Однако Верхарн почти отклоняет это предложение. Он сознательно остается при своей ненависти, хотя он ее не любит; в посвящении самому себе своей прискорбной книги о войне он говорит, что вследствие наполняющей его ненависти чувствует, как словно умаляется его совесть, и в тоске по прежнему чувству приятия всего мира посвящает эту книгу человеку, которым он некогда был. Тщетно вторично обращается к нему Роллан с чудесным письмом: «Как много вы, мой добрый и великий, должны были выстрадать, чтобы в такой степени ненавидеть. Но я знаю, это ненадолго, мой друг; нет, такие души, как ваша, погибли бы в подобной атмосфере. Справедливость должна торжествовать, но справедливость не требует, чтобы весь народ был ответственным за преступление, совершенное несколькими сотнями людей. И будь во всем Израиле хоть од и и праведный, говорю я вам, вы не имели бы права осуждать весь Израиль. Ведь и вы не сомневаетесь, что в Германии и Австрии страдают и борются немало угнетенных и скованных душ... Тысячи невинных повсюду приносятся в жертву преступлениям политики! Наполеон не был совсем неправ, когда говорил: «Политика — рок современности!» Никогда античная судьба не была более жестокой. Не будем заключать союз с судьбой, Верхарн! Будем с угнетенными, со всеми угнетенными. Они везде. Я знаю только два народа на земле: один — страдающий, другой — причиняющий страдания».

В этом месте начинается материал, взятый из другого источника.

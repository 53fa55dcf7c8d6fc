//! # PoroVox Colormap
//!
//! Color mapping and slice rendering for pore-analysis fields.
//!
//! Two rendering families are provided. Continuous ramps turn the
//! inscribed-ball diameter field into heat-map style slices, and a
//! golden-angle categorical palette gives every pore body a stable,
//! well-separated color. The entry points are [`diameter_layer`] and
//! [`segmentation_layer`], both producing a
//! [`LayerImage`](porovox_core::volume::LayerImage) ready for texture
//! upload or TIFF export.
//!
//! ```ignore
//! use porovox_colormap::{auto_params, diameter_layer, ColorScheme};
//!
//! let params = auto_params(&image, ColorScheme::BlueRed);
//! let slice = diameter_layer(&image, 12, &params)?;
//! std::fs::write("slice.raw", slice.as_rgba_bytes())?;
//! ```

mod render;
mod scheme;

pub use render::{
    auto_params, diameter_layer, segmentation_layer, ColormapParams, SOLID, UNCLASSIFIED,
};
pub use scheme::{cluster_color, evaluate, ColorScheme, ColorStop, Rgb};
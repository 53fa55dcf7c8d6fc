//! Compute-device execution of the morphology kernels via wgpu.
//!
//! The packed word buffer is uploaded once per call, both front classes are
//! dispatched inside a single command encoder, and the words are read back
//! and swapped into the volume. The shader reproduces the host tile layout
//! bit for bit, so a device pass and a CPU pass are interchangeable.

use std::sync::{mpsc, Arc};

use bytemuck::{Pod, Zeroable};
use wgpu::util::DeviceExt;

use porovox_core::volume::{FrontSets, Offset3, PackedVolume};
use porovox_core::{Error, Result};

use crate::MorphologyBackend;

const MORPHOLOGY_SHADER: &str = include_str!("shaders/morphology.wgsl");
const WORKGROUP_SIZE: u32 = 64;
const MAX_GROUPS_PER_DIM: u32 = 65_535;

/// Owns a device/queue pair so several backends can share one adapter.
#[derive(Clone, Debug)]
pub struct WgpuContext {
    device: Arc<wgpu::Device>,
    queue: Arc<wgpu::Queue>,
}

impl WgpuContext {
    pub fn new(device: Arc<wgpu::Device>, queue: Arc<wgpu::Queue>) -> Self {
        Self { device, queue }
    }

    /// Request the highest-performance adapter available on this machine.
    pub fn request() -> Result<Self> {
        let instance = wgpu::Instance::new(wgpu::InstanceDescriptor::default());
        let adapter = pollster::block_on(instance.request_adapter(&wgpu::RequestAdapterOptions {
            power_preference: wgpu::PowerPreference::HighPerformance,
            compatible_surface: None,
            force_fallback_adapter: false,
        }))
        .ok_or_else(|| Error::Accelerator("no compatible compute adapter found".into()))?;

        let (device, queue) = pollster::block_on(adapter.request_device(
            &wgpu::DeviceDescriptor {
                label: Some("porovox.morphology.device"),
                required_features: wgpu::Features::empty(),
                required_limits: adapter.limits(),
            },
            None,
        ))
        .map_err(|err| Error::Accelerator(format!("device request failed: {err}")))?;

        Ok(Self::new(Arc::new(device), Arc::new(queue)))
    }

    pub fn device(&self) -> &wgpu::Device {
        &self.device
    }

    pub fn queue(&self) -> &wgpu::Queue {
        &self.queue
    }
}

/// Uniform block shared by both kernel entry points.
#[repr(C)]
#[derive(Clone, Copy, Pod, Zeroable)]
struct KernelParams {
    width: i32,
    height: i32,
    depth: i32,
    tiles_x: i32,
    tiles_y: i32,
    front_len: u32,
    offset_len: u32,
    pad: u32,
}

/// Morphology backend that dispatches the packed-word kernels on a compute
/// device. Construct it with an explicit [`WgpuContext`] so the caller
/// controls adapter selection and context lifetime.
pub struct WgpuBackend {
    context: Arc<WgpuContext>,
    dilate_pipeline: wgpu::ComputePipeline,
    erode_pipeline: wgpu::ComputePipeline,
}

impl WgpuBackend {
    pub fn new(context: Arc<WgpuContext>) -> Result<Self> {
        let device = context.device();
        let module = device.create_shader_module(wgpu::ShaderModuleDescriptor {
            label: Some("porovox.morphology.shader"),
            source: wgpu::ShaderSource::Wgsl(MORPHOLOGY_SHADER.into()),
        });
        let dilate_pipeline = build_pipeline(device, &module, "dilate_main");
        let erode_pipeline = build_pipeline(device, &module, "erode_main");
        Ok(Self {
            context,
            dilate_pipeline,
            erode_pipeline,
        })
    }

    pub fn context(&self) -> &Arc<WgpuContext> {
        &self.context
    }

    fn run(
        &self,
        pipeline: &wgpu::ComputePipeline,
        volume: &mut PackedVolume,
        passes: [(&[u32], &[Offset3]); 2],
    ) -> Result<()> {
        let live: Vec<&(&[u32], &[Offset3])> = passes
            .iter()
            .filter(|(list, offsets)| !list.is_empty() && !offsets.is_empty())
            .collect();
        if live.is_empty() {
            return Ok(());
        }

        let dims = volume.dims();
        let (tiles_x, tiles_y, _) = dims.tiles();
        let device = self.context.device();
        let word_bytes = std::mem::size_of_val(volume.words()) as u64;

        let words = device.create_buffer_init(&wgpu::util::BufferInitDescriptor {
            label: Some("porovox.morphology.words"),
            contents: bytemuck::cast_slice(volume.words()),
            usage: wgpu::BufferUsages::STORAGE | wgpu::BufferUsages::COPY_SRC,
        });
        let staging = device.create_buffer(&wgpu::BufferDescriptor {
            label: Some("porovox.morphology.readback"),
            size: word_bytes,
            usage: wgpu::BufferUsages::MAP_READ | wgpu::BufferUsages::COPY_DST,
            mapped_at_creation: false,
        });

        // Bind groups hold the per-pass buffers alive past this loop.
        let mut dispatches = Vec::with_capacity(live.len());
        for (list, offsets) in live {
            let fronts = device.create_buffer_init(&wgpu::util::BufferInitDescriptor {
                label: Some("porovox.morphology.fronts"),
                contents: bytemuck::cast_slice(list),
                usage: wgpu::BufferUsages::STORAGE,
            });
            let quads: Vec<[i32; 4]> = offsets.iter().map(|o| [o.dx, o.dy, o.dz, 0]).collect();
            let offsets_buffer = device.create_buffer_init(&wgpu::util::BufferInitDescriptor {
                label: Some("porovox.morphology.offsets"),
                contents: bytemuck::cast_slice(&quads),
                usage: wgpu::BufferUsages::STORAGE,
            });
            let params = KernelParams {
                width: dims.width,
                height: dims.height,
                depth: dims.depth,
                tiles_x,
                tiles_y,
                front_len: list.len() as u32,
                offset_len: offsets.len() as u32,
                pad: 0,
            };
            let params_buffer = device.create_buffer_init(&wgpu::util::BufferInitDescriptor {
                label: Some("porovox.morphology.params"),
                contents: bytemuck::bytes_of(&params),
                usage: wgpu::BufferUsages::UNIFORM,
            });
            let bind_group = device.create_bind_group(&wgpu::BindGroupDescriptor {
                label: Some("porovox.morphology.bind"),
                layout: &pipeline.get_bind_group_layout(0),
                entries: &[
                    wgpu::BindGroupEntry {
                        binding: 0,
                        resource: words.as_entire_binding(),
                    },
                    wgpu::BindGroupEntry {
                        binding: 1,
                        resource: fronts.as_entire_binding(),
                    },
                    wgpu::BindGroupEntry {
                        binding: 2,
                        resource: offsets_buffer.as_entire_binding(),
                    },
                    wgpu::BindGroupEntry {
                        binding: 3,
                        resource: params_buffer.as_entire_binding(),
                    },
                ],
            });
            dispatches.push((bind_group, dispatch_extent(list.len())));
        }

        let mut encoder = device.create_command_encoder(&wgpu::CommandEncoderDescriptor {
            label: Some("porovox.morphology.encoder"),
        });
        for (bind_group, (gx, gy)) in &dispatches {
            let mut pass = encoder.begin_compute_pass(&wgpu::ComputePassDescriptor {
                label: Some("porovox.morphology.pass"),
                timestamp_writes: None,
            });
            pass.set_pipeline(pipeline);
            pass.set_bind_group(0, bind_group, &[]);
            pass.dispatch_workgroups(*gx, *gy, 1);
        }
        encoder.copy_buffer_to_buffer(&words, 0, &staging, 0, word_bytes);
        self.context.queue().submit(std::iter::once(encoder.finish()));

        let slice = staging.slice(..);
        let (sender, receiver) = mpsc::channel();
        slice.map_async(wgpu::MapMode::Read, move |result| {
            let _ = sender.send(result);
        });
        let _ = device.poll(wgpu::Maintain::Wait);
        receiver
            .recv()
            .map_err(|_| Error::Accelerator("readback channel closed".into()))?
            .map_err(|err| Error::Accelerator(format!("failed to map readback buffer: {err}")))?;
        let data = slice.get_mapped_range();
        let updated: Vec<u32> = bytemuck::cast_slice(&data).to_vec();
        drop(data);
        staging.unmap();

        volume.set_words(updated)
    }
}

impl MorphologyBackend for WgpuBackend {
    fn dilate(
        &self,
        volume: &mut PackedVolume,
        fronts: &FrontSets,
        surface: &[Offset3],
        corner: &[Offset3],
    ) -> Result<()> {
        self.run(
            &self.dilate_pipeline,
            volume,
            [(&fronts.surface, surface), (&fronts.corner, corner)],
        )
    }

    fn erode(
        &self,
        volume: &mut PackedVolume,
        fronts: &FrontSets,
        surface: &[Offset3],
        corner: &[Offset3],
    ) -> Result<()> {
        self.run(
            &self.erode_pipeline,
            volume,
            [(&fronts.surface, surface), (&fronts.corner, corner)],
        )
    }
}

fn build_pipeline(
    device: &wgpu::Device,
    module: &wgpu::ShaderModule,
    entry_point: &str,
) -> wgpu::ComputePipeline {
    device.create_compute_pipeline(&wgpu::ComputePipelineDescriptor {
        label: Some(entry_point),
        layout: None,
        module,
        entry_point,
        compilation_options: wgpu::PipelineCompilationOptions::default(),
    })
}

/// Split a front list into a dispatch grid that stays inside the per-axis
/// workgroup limit.
fn dispatch_extent(len: usize) -> (u32, u32) {
    let groups = (len as u32).div_ceil(WORKGROUP_SIZE).max(1);
    if groups <= MAX_GROUPS_PER_DIM {
        (groups, 1)
    } else {
        (MAX_GROUPS_PER_DIM, groups.div_ceil(MAX_GROUPS_PER_DIM))
    }
}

Но Верхарн остается непоколебимым в своей ненависти. Он отвечает: «Если я ненавижу, то потому, что виденное, прочувствованное, слышанное мною ужасно... Я сознаю, что не могу быть справедливым, так как сгораю от печали и гнева. Я не стою около пламени, а объят им, я страдаю, я плачу. Я не могу иначе». Он остается верным ненависти. Правда, подобно Оливье Ромена Роллана он питает и «ненависть к ненависти». В личных отношениях по-прежнему, несмотря на внутреннее несогласие, их связывает взаимное уважение, и даже когда Верхарн пишет предисловие к одной полной ненависти книге, Роллан отделяет личность от поступка. Верхарн отказывается перейти «на сторону его заблуждения», но не отрекается от дружбы с Ролланом и подчеркивает ее тем более, что во Франции уже «становилось опасным его любить».
И тут две великих страсти не понимают друг друга. И тут призыв был напрасным. Ненависть овладела всем миром, даже благороднейшими его творцами и изобразителями.
ЕВРОПЕЙСКАЯ СОВЕСТЬ
Снова, как много раз в течение своей богатой волнениями жизни, этот непоколебимо верующий человек Своим письмом бросил в мир призыв к объединению — и снова напрасно. Поэты, ученые, философы, художники, все отстаивают свои отечества, немцы защищают Германию, французы — Францию, англичане — Англию, каждый говорит за себя, никто за всех. «Right or wrong — my country» — их единственный девиз. Каждая страна, каждый народ имеет восторженных ораторов, готовых слепо оправдывать самые безумные его поступки, послушно скрывать его заблуждения, его преступления за наспех сколоченными моральными и метафизическими необходимостями, — лишь одна страна, общая для всех, родина всех отечеств, святая Европа не имеет своего оратора, не имеет защитника. Лишь одна идея, самая естественная идея христианского мира, остается без ходатая, — идея идей, идея человечности.
В эти дни Роллан, вероятно, снова пережил святой час былых дней, когда он получил письмо Льва Толстого, ставшее словно вестью для всей жизни. Толстой был единственным, кто в знаменитом возгласе «Не могу молчать» восстал среди войны в своем отечестве на защиту прав человека против человечества, единственным, кто выразил протест против закона, предписывавшего братьям убийство братьев. Теперь его чистый голос замолк, место осталось незанятым, совесть человечества онемела. И Роллан ощущает это молчание, ужасное молчание свободного духа в сутолоке рабов, с большим ужасом, чем грохот пушек. Те, кого он призывал на помощь, покинули его. Последняя истина, истина совести, никого не объединяет, никто не помогает ему бороться за свободу европейского духа, за истину среди лжи, за человечность против сумасбродной ненависти. Он снова одинок в своей вере, более одинок, чем в самые горькие годы его уединения.